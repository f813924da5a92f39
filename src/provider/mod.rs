//! Language model providers.
//!
//! The model is an unreliable collaborator: it is asked for a structured
//! reply but may return a native tool call, JSON text, prose, or nothing.
//! Providers report what came back without judging it; the resolver decides
//! what it means.

mod openai;
#[cfg(test)]
pub(crate) mod scripted;

pub use openai::OpenAiProvider;

use crate::error::Result;
use crate::intent::IntentEnvelope;
use async_trait::async_trait;
use serde_json::Value;

/// A single model invocation.
#[derive(Debug, Clone)]
pub struct ModelRequest {
    /// Full prompt text.
    pub prompt: String,
    /// JSON Schema the reply should follow.
    pub response_schema: Value,
}

impl ModelRequest {
    /// Request an intent envelope for the given prompt.
    pub fn new(prompt: impl Into<String>) -> Self {
        Self {
            prompt: prompt.into(),
            response_schema: IntentEnvelope::json_schema(),
        }
    }
}

/// What the model returned.
#[derive(Debug, Clone, Default, PartialEq)]
pub struct ModelOutput {
    /// Already-structured result, e.g. a native tool call.
    pub structured: Option<Value>,
    /// Raw text content.
    pub text: Option<String>,
}

impl ModelOutput {
    pub fn from_structured(value: Value) -> Self {
        Self {
            structured: Some(value),
            text: None,
        }
    }

    pub fn from_text(text: impl Into<String>) -> Self {
        Self {
            structured: None,
            text: Some(text.into()),
        }
    }
}

/// Trait for language model backends.
#[async_trait]
pub trait ModelProvider: Send + Sync {
    /// Fail fast when the provider cannot possibly succeed (no credential).
    fn check_credentials(&self) -> Result<()> {
        Ok(())
    }

    /// Invoke the model once.
    async fn generate(&self, request: &ModelRequest) -> Result<ModelOutput>;
}
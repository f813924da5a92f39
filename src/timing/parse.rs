//! Parsing of single time expressions into seconds.

use regex::Regex;
use std::sync::LazyLock;

static BARE: LazyLock<Regex> =
    LazyLock::new(|| Regex::new(r"^\d+(?:\.\d+)?$").expect("valid regex"));

static COLON: LazyLock<Regex> =
    LazyLock::new(|| Regex::new(r"^(\d+):(\d{1,2})(?::(\d{1,2}(?:\.\d+)?))?$").expect("valid regex"));

static UNIT_PART: LazyLock<Regex> =
    LazyLock::new(|| Regex::new(r"(\d+(?:\.\d+)?)\s*([a-z]+)").expect("valid regex"));

/// Convert a time expression to seconds.
///
/// Accepts bare numbers (`"12"`, `"2.5"`), colon forms (`"2:30"` is minutes
/// and seconds, `"1:02:03"` hours, minutes and seconds) and unit tokens,
/// alone or combined (`"90s"`, `"1h 2m 3s"`, `"1 min and 30 sec"`,
/// `"500ms"`). Anything else, including the empty string, yields `None`.
pub fn parse_seconds(token: &str) -> Option<f64> {
    let token = token.trim().to_lowercase();
    if token.is_empty() {
        return None;
    }

    if BARE.is_match(&token) {
        return token.parse::<f64>().ok();
    }

    if let Some(caps) = COLON.captures(&token) {
        let first: f64 = caps[1].parse().ok()?;
        let second: f64 = caps[2].parse().ok()?;
        return match caps.get(3) {
            Some(third) => {
                let third: f64 = third.as_str().parse().ok()?;
                (second < 60.0 && third < 60.0).then(|| first * 3600.0 + second * 60.0 + third)
            }
            None => (second < 60.0).then(|| first * 60.0 + second),
        };
    }

    parse_composite(&token)
}

fn parse_composite(token: &str) -> Option<f64> {
    let mut total = 0.0;
    let mut last_end = 0;
    let mut parts = 0;

    for caps in UNIT_PART.captures_iter(token) {
        let whole = caps.get(0)?;
        if !is_separator(&token[last_end..whole.start()]) {
            return None;
        }

        let amount: f64 = caps[1].parse().ok()?;
        total += amount * unit_weight(&caps[2])?;
        last_end = whole.end();
        parts += 1;
    }

    if parts == 0 || !token[last_end..].trim().is_empty() {
        return None;
    }

    Some(total)
}

fn is_separator(gap: &str) -> bool {
    matches!(gap.trim(), "" | "," | "and")
}

fn unit_weight(unit: &str) -> Option<f64> {
    match unit {
        "h" | "hr" | "hrs" | "hour" | "hours" => Some(3600.0),
        "m" | "min" | "mins" | "minute" | "minutes" => Some(60.0),
        "s" | "sec" | "secs" | "second" | "seconds" => Some(1.0),
        "ms" | "millisecond" | "milliseconds" => Some(0.001),
        _ => None,
    }
}
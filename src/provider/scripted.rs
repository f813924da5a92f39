//! Scripted provider for tests.

use super::{ModelOutput, ModelProvider, ModelRequest};
use crate::error::{CutlineError, Result};
use async_trait::async_trait;
use std::collections::VecDeque;
use std::sync::Mutex;

/// Replays queued outputs in order and records every prompt it receives.
///
/// Once the queue is exhausted it keeps returning `fallback`.
pub(crate) struct ScriptedProvider {
    queue: Mutex<VecDeque<Result<ModelOutput>>>,
    fallback: ModelOutput,
    prompts: Mutex<Vec<String>>,
    has_key: bool,
}

impl ScriptedProvider {
    pub(crate) fn new(outputs: Vec<Result<ModelOutput>>) -> Self {
        Self {
            queue: Mutex::new(outputs.into()),
            fallback: ModelOutput::default(),
            prompts: Mutex::new(Vec::new()),
            has_key: true,
        }
    }

    pub(crate) fn repeating(output: ModelOutput) -> Self {
        Self {
            fallback: output,
            ..Self::new(Vec::new())
        }
    }

    pub(crate) fn without_key() -> Self {
        Self {
            has_key: false,
            ..Self::new(Vec::new())
        }
    }

    pub(crate) fn calls(&self) -> usize {
        self.prompts.lock().unwrap().len()
    }

    pub(crate) fn prompts(&self) -> Vec<String> {
        self.prompts.lock().unwrap().clone()
    }
}

#[async_trait]
impl ModelProvider for ScriptedProvider {
    fn check_credentials(&self) -> Result<()> {
        if self.has_key {
            Ok(())
        } else {
            Err(CutlineError::Config("no key".to_string()))
        }
    }

    async fn generate(&self, request: &ModelRequest) -> Result<ModelOutput> {
        self.prompts.lock().unwrap().push(request.prompt.clone());
        let next = self.queue.lock().unwrap().pop_front();
        next.unwrap_or_else(|| Ok(self.fallback.clone()))
    }
}
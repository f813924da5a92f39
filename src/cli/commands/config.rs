//! Config command implementation.

use crate::cli::ConfigAction;
use crate::config::Settings;
use anyhow::Result;

/// Run the config command.
pub fn run_config(action: &ConfigAction, settings: Settings) -> Result<()> {
    match action {
        ConfigAction::Show => {
            let mut shown = settings;
            if shown.model.api_key.is_some() {
                shown.model.api_key = Some("********".to_string());
            }
            let toml_str = toml::to_string_pretty(&shown)
                .map_err(|e| anyhow::anyhow!("Failed to serialize config: {}", e))?;
            println!("{}", toml_str);
        }

        ConfigAction::Path => {
            let config_path = Settings::default_config_path();
            println!("{}", config_path.display());
        }
    }

    Ok(())
}
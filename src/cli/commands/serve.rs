//! HTTP API server used by the timeline editor.
//!
//! Provides the intent endpoint plus catalog and health checks.

use crate::catalog::list_tools;
use crate::cli::Output;
use crate::config::Settings;
use crate::error::CutlineError;
use crate::intent::IntentRequest;
use crate::orchestrator::Orchestrator;
use axum::{
    extract::{rejection::JsonRejection, State},
    http::StatusCode,
    response::{IntoResponse, Response},
    routing::{get, post},
    Json, Router,
};
use serde::Serialize;
use std::sync::Arc;
use tower_http::cors::{Any, CorsLayer};
use tracing::warn;

/// Shared application state.
struct AppState {
    orchestrator: Orchestrator,
}

/// Run the HTTP API server.
pub async fn run_serve(
    host: Option<&str>,
    port: Option<u16>,
    settings: Settings,
) -> anyhow::Result<()> {
    let orchestrator = Orchestrator::new(&settings)?;

    if let Err(e) = orchestrator.provider().check_credentials() {
        Output::warning(&format!("{} Requests will fail until it is set.", e));
    }

    let app = router(orchestrator);

    let host = host.unwrap_or(settings.server.host.as_str());
    let port = port.unwrap_or(settings.server.port);
    let addr = format!("{}:{}", host, port);
    let listener = tokio::net::TcpListener::bind(&addr).await?;

    Output::header("Cutline API Server");
    println!();
    Output::success(&format!("Listening on http://{}", addr));
    println!();
    println!("Endpoints:");
    Output::kv("Health", "GET  /health");
    Output::kv("Tools", "GET  /tools");
    Output::kv("Intent", "POST /ai");
    println!();
    Output::info("Press Ctrl+C to stop the server.");

    axum::serve(listener, app).await?;

    Ok(())
}

fn router(orchestrator: Orchestrator) -> Router {
    let state = Arc::new(AppState { orchestrator });

    let cors = CorsLayer::new()
        .allow_origin(Any)
        .allow_methods(Any)
        .allow_headers(Any);

    Router::new()
        .route("/health", get(health))
        .route("/tools", get(tools))
        .route("/ai", post(resolve))
        .layer(cors)
        .with_state(state)
}

#[derive(Serialize)]
struct ErrorResponse {
    error: String,
}

fn error_response(status: StatusCode, error: String) -> Response {
    (status, Json(ErrorResponse { error })).into_response()
}

fn status_for(err: &CutlineError) -> StatusCode {
    match err {
        e if e.is_client_error() => StatusCode::BAD_REQUEST,
        CutlineError::UpstreamTransport(_) => StatusCode::BAD_GATEWAY,
        _ => StatusCode::INTERNAL_SERVER_ERROR,
    }
}

// === Handlers ===

async fn health() -> impl IntoResponse {
    Json(serde_json::json!({ "status": "ok" }))
}

async fn tools() -> impl IntoResponse {
    let tools: Vec<_> = list_tools().iter().map(|t| t.to_json()).collect();
    Json(serde_json::json!({ "tools": tools }))
}

async fn resolve(
    State(state): State<Arc<AppState>>,
    body: Result<Json<IntentRequest>, JsonRejection>,
) -> Response {
    let Json(request) = match body {
        Ok(body) => body,
        Err(rejection) => return error_response(StatusCode::BAD_REQUEST, rejection.body_text()),
    };

    match state.orchestrator.handle(&request).await {
        Ok(intent) => Json(intent).into_response(),
        Err(e) => {
            let status = status_for(&e);
            warn!(status = status.as_u16(), "Request failed: {}", e);
            error_response(status, e.to_string())
        }
    }
}
//! CLI module for Cutline.

pub mod commands;
mod output;
pub mod preflight;

pub use output::Output;

use clap::{Parser, Subcommand};

/// Cutline - natural-language commands for a video-editing timeline
///
/// Turns an editing instruction into one structured tool call (or a short
/// reply) that a timeline editor can apply.
#[derive(Parser, Debug)]
#[command(name = "cutline")]
#[command(version, about, long_about = None)]
pub struct Cli {
    /// Increase verbosity (-v for info, -vv for debug, -vvv for trace)
    #[arg(short, long, action = clap::ArgAction::Count, global = true)]
    pub verbose: u8,

    /// Path to configuration file
    #[arg(short, long, global = true)]
    pub config: Option<String>,

    #[command(subcommand)]
    pub command: Commands,
}

#[derive(Subcommand, Debug)]
pub enum Commands {
    /// Start the HTTP API used by the timeline editor
    Serve {
        /// Host to bind to (defaults to server.host)
        #[arg(long)]
        host: Option<String>,

        /// Port to bind to (defaults to server.port)
        #[arg(short, long)]
        port: Option<u16>,
    },

    /// Resolve a single instruction and print the result
    Ask {
        /// The editing instruction
        message: String,

        /// JSON file with the current timeline state
        #[arg(short, long)]
        timeline: Option<String>,

        /// JSON file with the media bin items (an array)
        #[arg(short, long)]
        media_bin: Option<String>,

        /// Print the raw response JSON
        #[arg(long)]
        json: bool,
    },

    /// List the editing tools the model can call
    Tools {
        /// Print the catalog as JSON
        #[arg(long)]
        json: bool,
    },

    /// Check configuration and credentials
    Doctor,

    /// Manage configuration
    Config {
        #[command(subcommand)]
        action: ConfigAction,
    },
}

#[derive(Subcommand, Debug)]
pub enum ConfigAction {
    /// Show current configuration
    Show,

    /// Show configuration file path
    Path,
}

#[cfg(test)]
mod tests {
    use super::*;

    #[test]
    fn test_parse_ask_with_context_files() {
        let cli = Cli::try_parse_from([
            "cutline",
            "-v",
            "ask",
            "add cardboard to track 2",
            "--timeline",
            "timeline.json",
            "--json",
        ])
        .unwrap();

        assert_eq!(cli.verbose, 1);
        match cli.command {
            Commands::Ask {
                message,
                timeline,
                media_bin,
                json,
            } => {
                assert_eq!(message, "add cardboard to track 2");
                assert_eq!(timeline.as_deref(), Some("timeline.json"));
                assert!(media_bin.is_none());
                assert!(json);
            }
            other => panic!("unexpected command: {:?}", other),
        }
    }

    #[test]
    fn test_parse_serve_defaults() {
        let cli = Cli::try_parse_from(["cutline", "serve"]).unwrap();
        assert!(matches!(
            cli.command,
            Commands::Serve {
                host: None,
                port: None
            }
        ));
    }
}
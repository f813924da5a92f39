//! OpenAI-compatible chat completions provider.

use super::{ModelOutput, ModelProvider, ModelRequest};
use crate::catalog::to_function_tools;
use crate::config::ModelSettings;
use crate::error::{CutlineError, Result};
use crate::openai::create_client;
use async_openai::types::{
    ChatCompletionRequestMessage, ChatCompletionRequestUserMessageArgs,
    ChatCompletionToolChoiceOption, CreateChatCompletionRequestArgs, ResponseFormat,
    ResponseFormatJsonSchema,
};
use async_trait::async_trait;
use serde_json::{json, Value};
use tracing::{debug, instrument, warn};

/// Provider backed by any OpenAI-compatible endpoint (Gemini by default).
pub struct OpenAiProvider {
    client: Option<async_openai::Client<async_openai::config::OpenAIConfig>>,
    model: String,
    temperature: f32,
    api_key_env: String,
}

impl OpenAiProvider {
    /// Create a provider from model settings.
    ///
    /// A missing API key is not an error here: the provider is still built so
    /// a server can start, and every request is rejected by
    /// [`ModelProvider::check_credentials`] until the key is configured.
    pub fn from_settings(settings: &ModelSettings) -> Result<Self> {
        let client = match settings.resolve_api_key() {
            Some(key) => Some(create_client(settings, &key)?),
            None => {
                warn!(
                    "No API key configured (set {} or model.api_key)",
                    settings.api_key_env
                );
                None
            }
        };

        Ok(Self {
            client,
            model: settings.model.clone(),
            temperature: settings.temperature,
            api_key_env: settings.api_key_env.clone(),
        })
    }

    fn missing_key(&self) -> CutlineError {
        CutlineError::Config(format!(
            "No API key configured. Set it with: export {}='...'",
            self.api_key_env
        ))
    }
}

#[async_trait]
impl ModelProvider for OpenAiProvider {
    fn check_credentials(&self) -> Result<()> {
        match self.client {
            Some(_) => Ok(()),
            None => Err(self.missing_key()),
        }
    }

    #[instrument(skip(self, request), fields(model = %self.model, prompt_len = request.prompt.len()))]
    async fn generate(&self, request: &ModelRequest) -> Result<ModelOutput> {
        let client = self.client.as_ref().ok_or_else(|| self.missing_key())?;

        let messages: Vec<ChatCompletionRequestMessage> =
            vec![ChatCompletionRequestUserMessageArgs::default()
                .content(request.prompt.clone())
                .build()
                .map_err(|e| CutlineError::Prompt(e.to_string()))?
                .into()];

        let chat_request = CreateChatCompletionRequestArgs::default()
            .model(&self.model)
            .messages(messages)
            .temperature(self.temperature)
            .tools(to_function_tools())
            .tool_choice(ChatCompletionToolChoiceOption::Auto)
            .response_format(ResponseFormat::JsonSchema {
                json_schema: ResponseFormatJsonSchema {
                    description: Some("A single tool call or a text reply".to_string()),
                    name: "intent_response".to_string(),
                    schema: Some(request.response_schema.clone()),
                    strict: Some(false),
                },
            })
            .build()
            .map_err(|e| CutlineError::Prompt(e.to_string()))?;

        let response = client
            .chat()
            .create(chat_request)
            .await
            .map_err(|e| CutlineError::UpstreamTransport(format!("Chat completion failed: {}", e)))?;

        let Some(choice) = response.choices.into_iter().next() else {
            debug!("Model returned no choices");
            return Ok(ModelOutput::default());
        };

        let structured = choice
            .message
            .tool_calls
            .and_then(|calls| calls.into_iter().next())
            .map(|call| {
                let arguments = serde_json::from_str::<Value>(&call.function.arguments)
                    .unwrap_or(Value::String(call.function.arguments));
                json!({
                    "function_call": {
                        "function_name": call.function.name,
                        "arguments": arguments,
                    }
                })
            });

        let text = choice.message.content.filter(|c| !c.trim().is_empty());

        debug!(
            has_tool_call = structured.is_some(),
            has_text = text.is_some(),
            "Model responded"
        );

        Ok(ModelOutput { structured, text })
    }
}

*What is needed*
Where a line in the listing above contains "ModelSettings", copy that line.

*Task solution*
use crate::config::ModelSettings;
    pub fn from_settings(settings: &ModelSettings) -> Result<Self> {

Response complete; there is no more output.